//! Per-property options.

use std::fmt;
use std::sync::Arc;

use crate::accessor::Managed;
use crate::error::Result;
use crate::validator::{TestSpec, TypeSpec};
use crate::value::PropValue;

/// Change hook: `(new_value, old_value, instance, property_name)`.
pub type OnChange = Arc<dyn Fn(&PropValue, &PropValue, &mut dyn Managed, &str) + Send + Sync>;

/// Bad-value handler: `(value, instance, message, property_name)`.
///
/// The handler may write to the instance as a repair. Its error, if any, is
/// returned from the rejected assignment.
pub type BadValueHandler =
    Arc<dyn Fn(&PropValue, &mut dyn Managed, &str, &str) -> Result<()> + Send + Sync>;

/// Zero-argument factory for a property's initial value.
pub type StartFn = Arc<dyn Fn() -> PropValue + Send + Sync>;

/// What happens when an assignment fails validation.
#[derive(Clone, Default)]
pub enum BadValuePolicy {
    /// Return [`PropError::BadValue`](crate::PropError::BadValue)
    #[default]
    Throw,
    /// Log the rejection and keep the previous value
    Warn,
    /// Hand the value to a custom handler
    Handler(BadValueHandler),
}

impl fmt::Debug for BadValuePolicy {
    fn fmt(&self, f: &mut fmt::Formatter<'_>) -> fmt::Result {
        match self {
            Self::Throw => f.write_str("Throw"),
            Self::Warn => f.write_str("Warn"),
            Self::Handler(_) => f.write_str("Handler(..)"),
        }
    }
}

/// Options recognised by a property registration.
///
/// Every field is optional; unset fields take their built-in defaults when
/// the property is registered. The options object is recorded as-is in the
/// type's schema.
#[derive(Clone, Default)]
pub struct PropConfig {
    /// Slot key on the instance, default `_<name>`
    pub local_name: Option<String>,
    pub on_change: Option<OnChange>,
    /// Whether the property is listed by enumeration, default true
    pub enumerable: Option<bool>,
    /// Overrides the positional default when present, even if `Undefined`
    pub default_value: Option<PropValue>,
    pub on_bad_value: Option<BadValuePolicy>,
    /// Factory for the initial value; used verbatim when present
    pub start: Option<StartFn>,
    /// Validator source used when no type is declared
    pub test: Option<TestSpec>,
    /// Declared type, read when the config sits in the type position
    pub type_spec: Option<TypeSpec>,
    /// Whether the first read stores the initial value, default true
    pub set_on_get: Option<bool>,
}

impl PropConfig {
    pub fn new() -> Self {
        Self::default()
    }

    pub fn local_name(mut self, local_name: impl Into<String>) -> Self {
        self.local_name = Some(local_name.into());
        self
    }

    pub fn on_change<F>(mut self, f: F) -> Self
    where
        F: Fn(&PropValue, &PropValue, &mut dyn Managed, &str) + Send + Sync + 'static,
    {
        self.on_change = Some(Arc::new(f));
        self
    }

    pub fn enumerable(mut self, enumerable: bool) -> Self {
        self.enumerable = Some(enumerable);
        self
    }

    pub fn default_value(mut self, value: impl Into<PropValue>) -> Self {
        self.default_value = Some(value.into());
        self
    }

    pub fn on_bad_value(mut self, policy: BadValuePolicy) -> Self {
        self.on_bad_value = Some(policy);
        self
    }

    /// Log rejected assignments instead of failing them.
    pub fn warn(self) -> Self {
        self.on_bad_value(BadValuePolicy::Warn)
    }

    /// Route rejected assignments to `f`.
    pub fn handler<F>(self, f: F) -> Self
    where
        F: Fn(&PropValue, &mut dyn Managed, &str, &str) -> Result<()> + Send + Sync + 'static,
    {
        self.on_bad_value(BadValuePolicy::Handler(Arc::new(f)))
    }

    pub fn start<F>(mut self, f: F) -> Self
    where
        F: Fn() -> PropValue + Send + Sync + 'static,
    {
        self.start = Some(Arc::new(f));
        self
    }

    pub fn test(mut self, test: impl Into<TestSpec>) -> Self {
        self.test = Some(test.into());
        self
    }

    pub fn of_type(mut self, type_spec: impl Into<TypeSpec>) -> Self {
        self.type_spec = Some(type_spec.into());
        self
    }

    pub fn set_on_get(mut self, set_on_get: bool) -> Self {
        self.set_on_get = Some(set_on_get);
        self
    }
}

impl fmt::Debug for PropConfig {
    fn fmt(&self, f: &mut fmt::Formatter<'_>) -> fmt::Result {
        f.debug_struct("PropConfig")
            .field("local_name", &self.local_name)
            .field("on_change", &self.on_change.as_ref().map(|_| ".."))
            .field("enumerable", &self.enumerable)
            .field("default_value", &self.default_value)
            .field("on_bad_value", &self.on_bad_value)
            .field("start", &self.start.as_ref().map(|_| ".."))
            .field("test", &self.test)
            .field("type_spec", &self.type_spec)
            .field("set_on_get", &self.set_on_get)
            .finish()
    }
}

#[cfg(test)]
mod tests {
    use super::*;

    #[test]
    fn test_builder_sets_fields() {
        let config = PropConfig::new()
            .local_name("__first")
            .enumerable(false)
            .default_value("Stupid Blogger")
            .of_type("string")
            .warn();
        assert_eq!(config.local_name.as_deref(), Some("__first"));
        assert_eq!(config.enumerable, Some(false));
        assert_eq!(config.default_value, Some(PropValue::from("Stupid Blogger")));
        assert_eq!(
            config.type_spec.as_ref().and_then(TypeSpec::type_name),
            Some("string")
        );
        assert!(matches!(config.on_bad_value, Some(BadValuePolicy::Warn)));
    }

    #[test]
    fn test_debug_hides_closures() {
        let config = PropConfig::new().start(|| PropValue::empty_object());
        let debug = format!("{config:?}");
        assert!(debug.contains("start: Some(\"..\")"));
    }
}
####
:: To do ::
Write every line of the entries again, word for word.

:: Exercise solution ::
//! Per-property options.

use std::fmt;
use std::sync::Arc;

use crate::accessor::Managed;
use crate::error::Result;
use crate::validator::{TestSpec, TypeSpec};
use crate::value::PropValue;

/// Change hook: `(new_value, old_value, instance, property_name)`.
pub type OnChange = Arc<dyn Fn(&PropValue, &PropValue, &mut dyn Managed, &str) + Send + Sync>;

/// Bad-value handler: `(value, instance, message, property_name)`.
///
/// The handler may write to the instance as a repair. Its error, if any, is
/// returned from the rejected assignment.
pub type BadValueHandler =
    Arc<dyn Fn(&PropValue, &mut dyn Managed, &str, &str) -> Result<()> + Send + Sync>;

/// Zero-argument factory for a property's initial value.
pub type StartFn = Arc<dyn Fn() -> PropValue + Send + Sync>;

/// What happens when an assignment fails validation.
#[derive(Clone, Default)]
pub enum BadValuePolicy {
    /// Return [`PropError::BadValue`](crate::PropError::BadValue)
    #[default]
    Throw,
    /// Log the rejection and keep the previous value
    Warn,
    /// Hand the value to a custom handler
    Handler(BadValueHandler),
}

impl fmt::Debug for BadValuePolicy {
    fn fmt(&self, f: &mut fmt::Formatter<'_>) -> fmt::Result {
        match self {
            Self::Throw => f.write_str("Throw"),
            Self::Warn => f.write_str("Warn"),
            Self::Handler(_) => f.write_str("Handler(..)"),
        }
    }
}

/// Options recognised by a property registration.
///
/// Every field is optional; unset fields take their built-in defaults when
/// the property is registered. The options object is recorded as-is in the
/// type's schema.
#[derive(Clone, Default)]
pub struct PropConfig {
    /// Slot key on the instance, default `_<name>`
    pub local_name: Option<String>,
    pub on_change: Option<OnChange>,
    /// Whether the property is listed by enumeration, default true
    pub enumerable: Option<bool>,
    /// Overrides the positional default when present, even if `Undefined`
    pub default_value: Option<PropValue>,
    pub on_bad_value: Option<BadValuePolicy>,
    /// Factory for the initial value; used verbatim when present
    pub start: Option<StartFn>,
    /// Validator source used when no type is declared
    pub test: Option<TestSpec>,
    /// Declared type, read when the config sits in the type position
    pub type_spec: Option<TypeSpec>,
    /// Whether the first read stores the initial value, default true
    pub set_on_get: Option<bool>,
}

impl PropConfig {
    pub fn new() -> Self {
        Self::default()
    }

    pub fn local_name(mut self, local_name: impl Into<String>) -> Self {
        self.local_name = Some(local_name.into());
        self
    }

    pub fn on_change<F>(mut self, f: F) -> Self
    where
        F: Fn(&PropValue, &PropValue, &mut dyn Managed, &str) + Send + Sync + 'static,
    {
        self.on_change = Some(Arc::new(f));
        self
    }

    pub fn enumerable(mut self, enumerable: bool) -> Self {
        self.enumerable = Some(enumerable);
        self
    }

    pub fn default_value(mut self, value: impl Into<PropValue>) -> Self {
        self.default_value = Some(value.into());
        self
    }

    pub fn on_bad_value(mut self, policy: BadValuePolicy) -> Self {
        self.on_bad_value = Some(policy);
        self
    }

    /// Log rejected assignments instead of failing them.
    pub fn warn(self) -> Self {
        self.on_bad_value(BadValuePolicy::Warn)
    }

    /// Route rejected assignments to `f`.
    pub fn handler<F>(self, f: F) -> Self
    where
        F: Fn(&PropValue, &mut dyn Managed, &str, &str) -> Result<()> + Send + Sync + 'static,
    {
        self.on_bad_value(BadValuePolicy::Handler(Arc::new(f)))
    }

    pub fn start<F>(mut self, f: F) -> Self
    where
        F: Fn() -> PropValue + Send + Sync + 'static,
    {
        self.start = Some(Arc::new(f));
        self
    }

    pub fn test(mut self, test: impl Into<TestSpec>) -> Self {
        self.test = Some(test.into());
        self
    }

    pub fn of_type(mut self, type_spec: impl Into<TypeSpec>) -> Self {
        self.type_spec = Some(type_spec.into());
        self
    }

    pub fn set_on_get(mut self, set_on_get: bool) -> Self {
        self.set_on_get = Some(set_on_get);
        self
    }
}

impl fmt::Debug for PropConfig {
    fn fmt(&self, f: &mut fmt::Formatter<'_>) -> fmt::Result {
        f.debug_struct("PropConfig")
            .field("local_name", &self.local_name)
            .field("on_change", &self.on_change.as_ref().map(|_| ".."))
            .field("enumerable", &self.enumerable)
            .field("default_value", &self.default_value)
            .field("on_bad_value", &self.on_bad_value)
            .field("start", &self.start.as_ref().map(|_| ".."))
            .field("test", &self.test)
            .field("type_spec", &self.type_spec)
            .field("set_on_get", &self.set_on_get)
            .finish()
    }
}

#[cfg(test)]
mod tests {
    use super::*;

    #[test]
    fn test_builder_sets_fields() {
        let config = PropConfig::new()
            .local_name("__first")
            .enumerable(false)
            .default_value("Stupid Blogger")
            .of_type("string")
            .warn();
        assert_eq!(config.local_name.as_deref(), Some("__first"));
        assert_eq!(config.enumerable, Some(false));
        assert_eq!(config.default_value, Some(PropValue::from("Stupid Blogger")));
        assert_eq!(
            config.type_spec.as_ref().and_then(TypeSpec::type_name),
            Some("string")
        );
        assert!(matches!(config.on_bad_value, Some(BadValuePolicy::Warn)));
    }

    #[test]
    fn test_debug_hides_closures() {
        let config = PropConfig::new().start(|| PropValue::empty_object());
        let debug = format!("{config:?}");
        assert!(debug.contains("start: Some(\"..\")"));
    }
}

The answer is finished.